In 2008, the murder of a dozen Assyrians, including the Chaldean Archbishop of Mosul, Paulos Faraj Rahho, threats that others would be murdered unless they converted to Islam, and the destruction of their houses, sparked a rapid exodus of the Assyrian population from the city. Accusations were exchanged between Sunni fundamentalists and some Kurdish groups for being behind this new exodus. But some claims linked it to the imminent provincial elections that took place in January 2009, and the related Assyrian Christians' demands for broader representation in the provincial councils.
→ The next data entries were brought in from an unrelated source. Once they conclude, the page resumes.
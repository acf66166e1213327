// Copyright 2026 the touchgl Authors
// SPDX-License-Identifier: Apache-2.0 OR MIT

//! Human-readable trace output.
//!
//! [`PrettyPrintSink`] implements [`TraceSink`] and writes one line per event
//! to a [`Write`](std::io::Write) destination (default: stderr). Event times
//! are printed in milliseconds.

use std::io::Write;

use touchgl_core::gesture::Gesture;
use touchgl_core::lifecycle::LifecycleError;
use touchgl_core::time::EventTime;
use touchgl_core::trace::{
    FrameTraceEvent, GestureTraceEvent, GraphicsErrorTraceEvent, PointerTraceEvent,
    SurfaceEventKind, TraceSink,
};

/// Writes human-readable trace lines to a [`Write`](std::io::Write) destination.
pub struct PrettyPrintSink<W: Write = Box<dyn Write + Send>> {
    writer: W,
}

impl<W: Write> std::fmt::Debug for PrettyPrintSink<W> {
    fn fmt(&self, f: &mut std::fmt::Formatter<'_>) -> std::fmt::Result {
        f.debug_struct("PrettyPrintSink").finish_non_exhaustive()
    }
}

impl PrettyPrintSink {
    /// Creates a sink that writes to stderr.
    #[must_use]
    pub fn stderr() -> Self {
        Self {
            writer: Box::new(std::io::stderr()),
        }
    }
}

impl<W: Write> PrettyPrintSink<W> {
    /// Creates a sink that writes to the given destination.
    #[must_use]
    pub fn with_writer(writer: W) -> Self {
        Self { writer }
    }

    /// Consumes the sink and returns the writer.
    pub fn into_inner(self) -> W {
        self.writer
    }
}

fn ms(t: EventTime) -> f64 {
    t.nanos() as f64 / 1_000_000.0
}

impl<W: Write> TraceSink for PrettyPrintSink<W> {
    fn on_pointer_event(&mut self, e: &PointerTraceEvent) {
        let _ = writeln!(
            self.writer,
            "[pointer] t={:.3}ms action={:?} pointers={} history={}",
            ms(e.time),
            e.action,
            e.pointer_count,
            e.history_len,
        );
    }

    fn on_gesture(&mut self, e: &GestureTraceEvent) {
        let t = ms(e.time);
        let _ = match e.gesture {
            Gesture::None => writeln!(self.writer, "[gesture] t={t:.3}ms none"),
            Gesture::Move(d) => {
                writeln!(self.writer, "[gesture] t={t:.3}ms move dx={:.4} dy={:.4}", d.x, d.y)
            }
            Gesture::Rotate(d) => {
                writeln!(self.writer, "[gesture] t={t:.3}ms rotate x={:.4} y={:.4}", d.x, d.y)
            }
            Gesture::Scale(f) => writeln!(self.writer, "[gesture] t={t:.3}ms scale factor={f:.4}"),
        };
    }

    fn on_surface(&mut self, e: &SurfaceEventKind) {
        let _ = match e {
            SurfaceEventKind::Created => writeln!(self.writer, "[surface] created"),
            SurfaceEventKind::Changed(v) => {
                writeln!(self.writer, "[surface] changed {}x{}", v.width, v.height)
            }
        };
    }

    fn on_frame(&mut self, e: &FrameTraceEvent) {
        let _ = writeln!(
            self.writer,
            "[frame] index={} viewport={}x{}",
            e.frame_index, e.viewport.width, e.viewport.height,
        );
    }

    fn on_graphics_error(&mut self, e: &GraphicsErrorTraceEvent) {
        let _ = writeln!(self.writer, "[gl-error] {}: {}", e.call, e.description);
    }

    fn on_lifecycle_error(&mut self, e: &LifecycleError) {
        let _ = writeln!(self.writer, "[lifecycle] rejected: {e}");
    }
}

#[cfg(test)]
mod tests {
    use super::*;
    use kurbo::Vec2;
    use touchgl_core::lifecycle::Viewport;
    use touchgl_core::pointer::PointerAction;

    fn output(sink: PrettyPrintSink<Vec<u8>>) -> String {
        String::from_utf8(sink.into_inner()).unwrap()
    }

    #[test]
    fn pretty_print_pointer_and_gesture() {
        let mut sink = PrettyPrintSink::with_writer(Vec::<u8>::new());
        sink.on_pointer_event(&PointerTraceEvent {
            time: EventTime::from_millis(16),
            action: PointerAction::Move,
            pointer_count: 2,
            history_len: 3,
        });
        sink.on_gesture(&GestureTraceEvent {
            time: EventTime::from_millis(16),
            gesture: Gesture::Rotate(Vec2::new(4.0, 0.0)),
        });
        let out = output(sink);
        assert!(out.contains("[pointer] t=16.000ms action=Move pointers=2"), "got: {out}");
        assert!(out.contains("rotate x=4.0000 y=0.0000"), "got: {out}");
    }

    #[test]
    fn pretty_print_surface_and_frame() {
        let mut sink = PrettyPrintSink::with_writer(Vec::<u8>::new());
        sink.on_surface(&SurfaceEventKind::Changed(Viewport::new(1080, 1920)));
        sink.on_frame(&FrameTraceEvent {
            frame_index: 4,
            viewport: Viewport::new(1080, 1920),
        });
        sink.on_graphics_error(&GraphicsErrorTraceEvent {
            call: "glClear",
            description: "Failed to clear framebuffer",
        });
        let out = output(sink);
        let lines: Vec<&str> = out.lines().collect();
        assert_eq!(
            lines,
            vec![
                "[surface] changed 1080x1920",
                "[frame] index=4 viewport=1080x1920",
                "[gl-error] glClear: Failed to clear framebuffer",
            ]
        );
    }
}
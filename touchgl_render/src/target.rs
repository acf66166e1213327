// Copyright 2026 the touchgl Authors
// SPDX-License-Identifier: Apache-2.0 OR MIT

//! Render target resolution.

use touchgl_core::lifecycle::Viewport;

use crate::resource::{Framebuffer, FramebufferId};

/// The framebuffer and viewport a `clear` or `draw` binds.
#[derive(Clone, Copy, Debug, PartialEq, Eq, Hash)]
pub struct TargetBinding {
    /// Framebuffer to bind.
    pub framebuffer: FramebufferId,
    /// Viewport to set, anchored at the origin.
    pub viewport: Viewport,
}

impl TargetBinding {
    /// Resolves an optional offscreen target.
    ///
    /// `None` is the default framebuffer at the surface viewport; an
    /// offscreen target uses its own id and size.
    #[must_use]
    pub const fn resolve(target: Option<&Framebuffer>, surface: Viewport) -> Self {
        match target {
            None => Self {
                framebuffer: FramebufferId::DEFAULT,
                viewport: surface,
            },
            Some(fb) => Self {
                framebuffer: fb.id,
                viewport: Viewport::new(fb.width, fb.height),
            },
        }
    }
}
Early in 2014, Kurdish intelligence received word that ISIL would attack and occupy Mosul. They, in turn, notified the Americans, British, and new Iraqi government and even offered Iraq military help in the form of the Peshmerga, but was turned down. On June 10, 2014, the Islamic State took over the city. Few Assyrians were left in Mosul following ISIL's takeover. Those that did remain were forced to pay a tax for remaining Christian, and they lived under the constant threat of violence. Churches and monasteries, including the ancient Mar Elia, were vandalized and burned down, their ancient heritage sites dating back to the Iron Age were destroyed, and their homes and possessions seized. They also faced ultimatums to convert to Islam, leave their ancient homelands, or be murdered. Most local female Yazidis were imprisoned and occasionally killed for resistance to being sold as sex slaves. Islamic State either killed or expelled most the males, or forcibly converted some Yazidis and Christians to Islam. In addition, ISIL issued an edict ethnically cleansing the remaining predominantly ethnic Assyrian and Armenian Christian Mosul citizens, after they refused to attend a meeting to discuss their future status. On January 21, 2015, the U.S. began coordinating airstrikes with a Kurdish-launched offensive, to help them begin the planned operation to retake the city. In the countryside around Mosul, Kurdish and Assyrian militia also took up arms to resist ISIL oppression, and successfully repelled ISIL attacks on Kurdish and Assyrian towns and villages. On October 16, 2016, after more than two years of ISIL occupation of Mosul, Iraqi, Kurdish, American and French forces launched a joint offensive to recapture the city.